JP Morgan Business Jet Monthly dated September 2012
According to JP Morgan deliveries are flattening, but the recovery is not yet imminent. Bizjet deliveries rose 11% y/y in 1H (ex Boeing and Airbus), prompting some commentary that a recovery is underway, but we view this conclusion as premature.
Tougher 2H comps and fewer Hawker deliveries post-bankruptcy should result in a 2H decline that holds deliveries flattish for the year. This would be an improvement relative to the declines of the prior three years, but it still leaves deliveries around 40% below the 2008 peak. Ultimately, we do expect bizjet demand to recover, and we forecast 13% delivery growth next year; however, the indicators we would most like to see improving are not yet there. Specifically, OEM backlogs are not growing and utilization is flat in the US and down in Europe. And while corporate profit growth since the recession may have generated some pent-up demand, the outlook for slowing profit growth does not bode well.
The company says that the used inventory ticked up in August but remains in the mid 10% range. Used inventory of in-production models rose 20 bps to 10.6%, in line with the average of the prior four months. Inventories were little changed across categories, with Heavy jets up 30 bps to 10.2%, Medium jets up 10 bps to 10.5%, and Light jets up 10 bps to 10.9%. We estimate that inventory was flat at 7.1% in July for the “toddler and pre-K” fleet (aircraft 0-5 years old). There has been little sustained improvement here, with estimated inventory remaining around 7% (+/- 30 bps) the past 14 months.

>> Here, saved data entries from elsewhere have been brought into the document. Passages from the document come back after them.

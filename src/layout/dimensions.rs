//! Pure calculation functions for responsive card image dimensions.
//!
//! All functions here are pure and testable without any I/O or images.

use super::LayoutError;
use serde::Serialize;

/// Fixed breakpoint widths in pixels.
pub const MOBILE_WIDTH: u32 = 640;
pub const TABLET_WIDTH: u32 = 1024;
pub const DESKTOP_WIDTH: u32 = 1920;

/// Width and height of one breakpoint rendition.
#[derive(Debug, Clone, Copy, PartialEq, Eq, Serialize)]
pub struct Size {
    pub width: u32,
    pub height: u32,
}

/// Precomputed image sizes for the three breakpoints.
#[derive(Debug, Clone, PartialEq, Eq, Serialize)]
#[serde(rename_all = "camelCase")]
pub struct ImageDimensions {
    pub mobile: Size,
    pub tablet: Size,
    pub desktop: Size,
    /// The parsed ratio echoed back as `"<w>/<h>"`.
    pub aspect_ratio: String,
}

/// Parse a `"<w>/<h>"` ratio into its two positive components.
///
/// Whitespace around either number is tolerated; anything else that isn't
/// exactly two finite positive numbers separated by one slash is rejected.
pub fn parse_aspect_ratio(aspect_ratio: &str) -> Result<(f64, f64), LayoutError> {
    let invalid = || LayoutError::InvalidAspectRatio(aspect_ratio.to_string());

    let mut parts = aspect_ratio.split('/');
    let (Some(w), Some(h), None) = (parts.next(), parts.next(), parts.next()) else {
        return Err(invalid());
    };

    let parse = |s: &str| -> Result<f64, LayoutError> {
        let value: f64 = s.trim().parse().map_err(|_| invalid())?;
        if value.is_finite() && value > 0.0 {
            Ok(value)
        } else {
            Err(invalid())
        }
    };

    Ok((parse(w)?, parse(h)?))
}

/// Calculate image dimensions for each breakpoint from an aspect ratio.
///
/// Widths are fixed per breakpoint; heights follow the ratio, rounded to the
/// nearest pixel. `grid_position` is validated but does not change the output.
///
/// # Examples
/// ```
/// # use folio::layout::calculate_image_dimensions;
/// let dims = calculate_image_dimensions("16/9", 0).unwrap();
/// assert_eq!((dims.mobile.width, dims.mobile.height), (640, 360));
/// assert_eq!((dims.desktop.width, dims.desktop.height), (1920, 1080));
///
/// assert!(calculate_image_dimensions("16:9", 0).is_err());
/// assert!(calculate_image_dimensions("16/9", -1).is_err());
/// ```
pub fn calculate_image_dimensions(
    aspect_ratio: &str,
    grid_position: i64,
) -> Result<ImageDimensions, LayoutError> {
    let (ratio_w, ratio_h) = parse_aspect_ratio(aspect_ratio)?;
    if grid_position < 0 {
        return Err(LayoutError::InvalidGridPosition(grid_position));
    }

    let ratio = ratio_w / ratio_h;
    let size_for = |width: u32| Size {
        width,
        // Extreme panoramas would otherwise round to a zero-height image
        height: ((width as f64 / ratio).round() as u32).max(1),
    };

    Ok(ImageDimensions {
        mobile: size_for(MOBILE_WIDTH),
        tablet: size_for(TABLET_WIDTH),
        desktop: size_for(DESKTOP_WIDTH),
        aspect_ratio: format!("{ratio_w}/{ratio_h}"),
    })
}
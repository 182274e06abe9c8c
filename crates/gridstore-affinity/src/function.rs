//! Affinity functions
//!
//! A closed set of routing strategies selected when a cache is created. Both
//! are pure functions of their parameters, the key and the membership view.

use gridstore_common::{Error, NodeId, PartitionId, Result};
use serde::{Deserialize, Serialize};

/// Default partition count for new caches
pub const DEFAULT_PARTITIONS: u32 = 1024;

/// Routing strategy of a cache
#[derive(Clone, Copy, Debug, PartialEq, Eq, Hash, Serialize, Deserialize)]
pub enum AffinityFunction {
    /// Rendezvous (HRW) hashing: minimal movement on membership change
    Rendezvous {
        /// Number of partitions
        partitions: u32,
        /// Backup copies per partition
        backups: u32,
    },
    /// Fixed replica placement over the sorted node list
    FixedReplica {
        /// Number of partitions
        partitions: u32,
        /// Total copies per partition (primary included)
        replicas: u32,
    },
}

impl Default for AffinityFunction {
    fn default() -> Self {
        Self::rendezvous(DEFAULT_PARTITIONS, 0)
    }
}

impl AffinityFunction {
    /// Rendezvous function with the given partition and backup counts
    #[must_use]
    pub const fn rendezvous(partitions: u32, backups: u32) -> Self {
        Self::Rendezvous {
            partitions,
            backups,
        }
    }

    /// Fixed replica function
    #[must_use]
    pub const fn fixed_replica(partitions: u32, replicas: u32) -> Self {
        Self::FixedReplica {
            partitions,
            replicas,
        }
    }

    /// Check parameters
    pub fn validate(&self) -> Result<()> {
        match *self {
            Self::Rendezvous { partitions: 0, .. } | Self::FixedReplica { partitions: 0, .. } => {
                Err(Error::invalid_argument("partition count must be positive"))
            }
            Self::FixedReplica { replicas: 0, .. } => {
                Err(Error::invalid_argument("replica count must be positive"))
            }
            _ => Ok(()),
        }
    }

    /// Number of partitions
    #[must_use]
    pub const fn partitions(&self) -> u32 {
        match *self {
            Self::Rendezvous { partitions, .. } | Self::FixedReplica { partitions, .. } => {
                partitions
            }
        }
    }

    /// Copies kept per partition (primary included)
    #[must_use]
    pub const fn copies(&self) -> u32 {
        match *self {
            Self::Rendezvous { backups, .. } => backups + 1,
            Self::FixedReplica { replicas, .. } => replicas,
        }
    }

    /// Partition of a key
    #[must_use]
    pub fn partition_for(&self, key: &[u8]) -> PartitionId {
        let hash = xxhash_rust::xxh64::xxh64(key, 0);
        (hash % u64::from(self.partitions().max(1))) as PartitionId
    }

    /// Owners of a partition, primary first
    ///
    /// `nodes` must be in canonical (sorted) order.
    #[must_use]
    pub fn assign(&self, partition: PartitionId, nodes: &[NodeId]) -> Vec<NodeId> {
        if nodes.is_empty() {
            return Vec::new();
        }
        let copies = (self.copies() as usize).min(nodes.len());

        match self {
            Self::Rendezvous { .. } => {
                let seed = xxhash_rust::xxh64::xxh64(&partition.to_le_bytes(), 0);
                let mut scored: Vec<(u64, NodeId)> = nodes
                    .iter()
                    .map(|node| (xxhash_rust::xxh64::xxh64(node.as_bytes(), seed), *node))
                    .collect();

                // Highest score wins; node id breaks ties
                scored.sort_by(|a, b| b.0.cmp(&a.0).then(a.1.cmp(&b.1)));
                scored.into_iter().take(copies).map(|(_, n)| n).collect()
            }
            Self::FixedReplica { .. } => {
                let start = partition as usize % nodes.len();
                (0..copies)
                    .map(|i| nodes[(start + i) % nodes.len()])
                    .collect()
            }
        }
    }
}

JP Morgan says average asking price increased 0.2% in August. This was the first sequential increase since April and the second this year, so used pricing remains close to the bottom for this cycle. Heavy jets drove the overall increase with a 1.3% advance, while prices declined for Medium (-2.8%) and Light (-1.1%) jets.
The company says that flight ops remain weak. US bizjet flight ops increased 0.7% y/y in July and are about flat YTD. In Europe, takeoffs and landings declined 2.7% and are down 3% YTD. US comps will get easier and we do not want to be overly dismissive of anecdotal evidence of renewed interest among customers, but it is hard to see demand recovering without increased utilization. Perhaps replacement will play a larger role in the absence of growth, but this remains far from clear.
Finally, Jp Morgan says that 2013 looks challenging for Challenger. NetJets’ order for 100 Challengers supports the long-term outlook for this platform, but deliveries do not begin until 2014 and we see a dip in the meantime. We estimate the Challenger backlog is 60 aircraft ex NetJets. We expect 93 deliveries in 2012, and orders have been running only 10-15/quarter, making a decline next year likely, in our view. In addition, used inventory for the Challenger 600 family has spiked, with the number of 0-15 year-old aircraft for sale up nearly 50% in 1H to 66, or 13.3% of the fleet.